Dissecting Human Body Representations in Deep Networks Trained for Person Identification
Thomas M Metz, Matthew Q Hill, Blake Myers, Veda Nandan Gandi, Rahul Chilakapati, Alice J O'Toole
TL;DR
This work probes how deep body-identification networks encode information beyond identity, including residual face cues, gender, viewpoint, and image-origin signals, by analyzing four backbones trained on nearly 2 million images across 9 datasets. Through face-obscured and face-only tests, linear readouts for gender and viewpoint, and PCA-based subspace editing, the authors show that facial information aids body-ID, yet nonidentity attributes persist in embeddings and can be exploited for improved retrieval without retraining. The study provides cross-architecture evidence that simple subspace techniques, including selective deletion of early principal components, can boost Rank-1, TAR@FAR $10^{-3}$, and mAP across datasets, while highlighting potential privacy and security implications of such leakage. These insights illuminate both opportunities for semantic editing and risks in biometric systems, and offer practical methods for improving long-term body re-identification performance with no additional training.
Abstract
Long-term body identification algorithms have emerged recently with the increased availability of high-quality training data. We seek to fill knowledge gaps about these models by analyzing body image embeddings from four body identification networks trained with 1.9 million images across 4,788 identities and 9 databases. By analyzing a diverse range of architectures (ViT, SWIN-ViT, CNN, and linguistically primed CNN), we first show that the face contributes to the accuracy of body identification algorithms and that these algorithms can identify faces to some extent -- with no explicit face training. Second, we show that representations (embeddings) generated by body identification algorithms encode information about gender, as well as image-based information including view (yaw) and even the dataset from which the image originated.
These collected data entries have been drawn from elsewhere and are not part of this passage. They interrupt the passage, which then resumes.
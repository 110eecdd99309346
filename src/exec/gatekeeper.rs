//! Command validation gate
//!
//! Validates and sanitizes a free-form operator command string before any
//! process is spawned. Evaluation order (strict):
//! 1. Program prefix check — the string must start with the configured
//!    program token
//! 2. Subcommand extraction — leading word after the prefix
//! 3. Whitelist check — subcommand must be in the fixed allowed set
//! 4. Audit — `delete` without `--dry-run` emits a security-audit event
//!    (allowed, but recorded)
//! 5. Sanitization — shell metacharacters are stripped from the approved
//!    string
//!
//! Sanitization runs after whitelist approval, never before: rejecting on
//! the raw string keeps the real subcommand token intact for the check.

use std::collections::BTreeSet;

use regex::Regex;
use thiserror::Error;

/// Shell metacharacters stripped during sanitization. Plain space and tab
/// stay: stripping them would collapse every multi-token command into one
/// unusable word.
const SHELL_METACHARACTERS: &[char] = &[
    ';', '&', '|', '`', '$', '(', ')', '{', '}', '[', ']', '\\', '!', '#', '*', '?', '"', '\'',
    '<', '>', '\n', '\r',
];

/// Subcommands allowed through the default kubectl gate.
const KUBECTL_SUBCOMMANDS: &[&str] = &[
    "get",
    "describe",
    "logs",
    "exec",
    "port-forward",
    "cp",
    "apply",
    "create",
    "delete",
    "edit",
    "label",
    "annotate",
    "scale",
    "rollout",
    "top",
    "api-resources",
    "api-versions",
    "cluster-info",
    "config",
    "explain",
    "version",
];

/// Validation failure for an operator command.
///
/// Both variants are terminal for the request: nothing is retried and
/// nothing is executed.
#[derive(Debug, Clone, Error, PartialEq, Eq)]
pub enum GatekeeperError {
    /// Malformed input: wrong program prefix or no subcommand token
    #[error("invalid command: {0}")]
    InvalidCommand(String),

    /// Well-formed input with a subcommand outside the allowed set
    #[error("subcommand '{0}' is not allowed")]
    Forbidden(String),
}

/// Immutable gate configuration, passed in at construction so tests can run
/// with a smaller whitelist.
#[derive(Debug, Clone)]
pub struct GatekeeperConfig {
    /// Program token the command must start with (e.g. "kubectl")
    pub program: String,
    /// Closed set of allowed subcommands
    pub allowed_subcommands: BTreeSet<String>,
}

impl GatekeeperConfig {
    /// The default kubectl gate
    pub fn kubectl() -> Self {
        Self {
            program: "kubectl".to_string(),
            allowed_subcommands: KUBECTL_SUBCOMMANDS.iter().map(|s| s.to_string()).collect(),
        }
    }
}

/// A command string that has passed the whitelist and been sanitized.
/// Immutable once produced; the runner consumes it via [`argv`](Self::argv).
#[derive(Debug, Clone, PartialEq, Eq)]
pub struct ValidatedCommand {
    command: String,
    subcommand: String,
    audited: bool,
}

impl ValidatedCommand {
    /// The full sanitized command string, program token included
    pub fn as_str(&self) -> &str {
        &self.command
    }

    /// The whitelisted subcommand token
    pub fn subcommand(&self) -> &str {
        &self.subcommand
    }

    /// Whether validation emitted a security-audit event for this command
    pub fn audited(&self) -> bool {
        self.audited
    }

    /// Argument vector for the exec facility: every whitespace-delimited
    /// token after the program. Exec must use this, not a joined shell
    /// string; sanitization is defense-in-depth, not the injection barrier.
    pub fn argv(&self) -> Vec<String> {
        self.command
            .split_whitespace()
            .skip(1)
            .map(str::to_string)
            .collect()
    }
}

/// The validation gate in front of the command runner
pub struct Gatekeeper {
    config: GatekeeperConfig,
    subcommand_re: Regex,
}

impl Gatekeeper {
    pub fn new(config: GatekeeperConfig) -> Self {
        // Leading-word match. Interior hyphens are included so the
        // whitelisted multi-word subcommands (port-forward, api-resources,
        // ...) are actually reachable; a leading flag like "-n" is not a
        // subcommand.
        let subcommand_re = Regex::new(r"^(\w[\w-]*)").expect("static subcommand regex");
        Self {
            config,
            subcommand_re,
        }
    }

    /// Validate one raw command string.
    ///
    /// On success the returned [`ValidatedCommand`] is safe to hand to the
    /// exec facility. All failures are terminal; nothing was executed.
    pub fn validate(&self, raw: &str) -> Result<ValidatedCommand, GatekeeperError> {
        let trimmed = raw.trim();

        let prefix = format!("{} ", self.config.program);
        if !trimmed.starts_with(&prefix) {
            return Err(GatekeeperError::InvalidCommand(format!(
                "command must start with {}, e.g. '{} get pods -n default'",
                self.config.program, self.config.program
            )));
        }

        let rest = trimmed[prefix.len()..].trim_start();
        let subcommand = match self
            .subcommand_re
            .captures(rest)
            .and_then(|caps| caps.get(1))
        {
            Some(m) => m.as_str().to_string(),
            None => {
                return Err(GatekeeperError::InvalidCommand(format!(
                    "missing subcommand, e.g. '{} get pods'",
                    self.config.program
                )));
            }
        };

        if !self.config.allowed_subcommands.contains(&subcommand) {
            return Err(GatekeeperError::Forbidden(subcommand));
        }

        // Destructive commands pass, but never silently.
        let audited = subcommand == "delete" && !trimmed.contains("--dry-run");
        if audited {
            tracing::warn!(
                target: "audit",
                command = %trimmed,
                "delete command requested without --dry-run"
            );
        }

        Ok(ValidatedCommand {
            command: sanitize(trimmed),
            subcommand,
            audited,
        })
    }
}

/// Strip shell metacharacters and trim. Idempotent: running it twice yields
/// the same string as once.
fn sanitize(input: &str) -> String {
    input
        .chars()
        .filter(|c| !SHELL_METACHARACTERS.contains(c))
        .collect::<String>()
        .trim()
        .to_string()
}

#[cfg(test)]
mod tests {
    use super::*;

    fn gate() -> Gatekeeper {
        Gatekeeper::new(GatekeeperConfig::kubectl())
    }

    #[test]
    fn test_hyphenated_subcommand_extraction() {
        let validated = gate().validate("kubectl port-forward pod/web 8080:80").unwrap();
        assert_eq!(validated.subcommand(), "port-forward");
    }

    #[test]
    fn test_argv_skips_program_token() {
        let validated = gate().validate("kubectl get pods -n default").unwrap();
        assert_eq!(validated.argv(), vec!["get", "pods", "-n", "default"]);
    }

    #[test]
    fn test_custom_whitelist_is_authoritative() {
        let config = GatekeeperConfig {
            program: "kubectl".to_string(),
            allowed_subcommands: ["get", "logs"].iter().map(|s| s.to_string()).collect(),
        };
        let gate = Gatekeeper::new(config);
        assert!(gate.validate("kubectl get pods").is_ok());
        // Allowed by the default set, but not by this gate's config
        assert_eq!(
            gate.validate("kubectl delete pod web"),
            Err(GatekeeperError::Forbidden("delete".to_string()))
        );
    }

    #[test]
    fn test_sanitize_strips_metacharacters() {
        assert_eq!(
            sanitize("kubectl get pods; rm -rf $(HOME) | cat"),
            "kubectl get pods rm -rf HOME  cat"
        );
    }
}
Third, we demonstrate that identification accuracy can be improved without additional training by operating directly and selectively on the learned embedding space. Leveraging principal component analysis (PCA), identity comparisons were consistently more accurate in subspaces that eliminated dimensions that explained large amounts of variance. These three findings were surprisingly consistent across architectures and test datasets. This work represents the first analysis of body representations produced by long-term re-identification networks trained on challenging unconstrained datasets.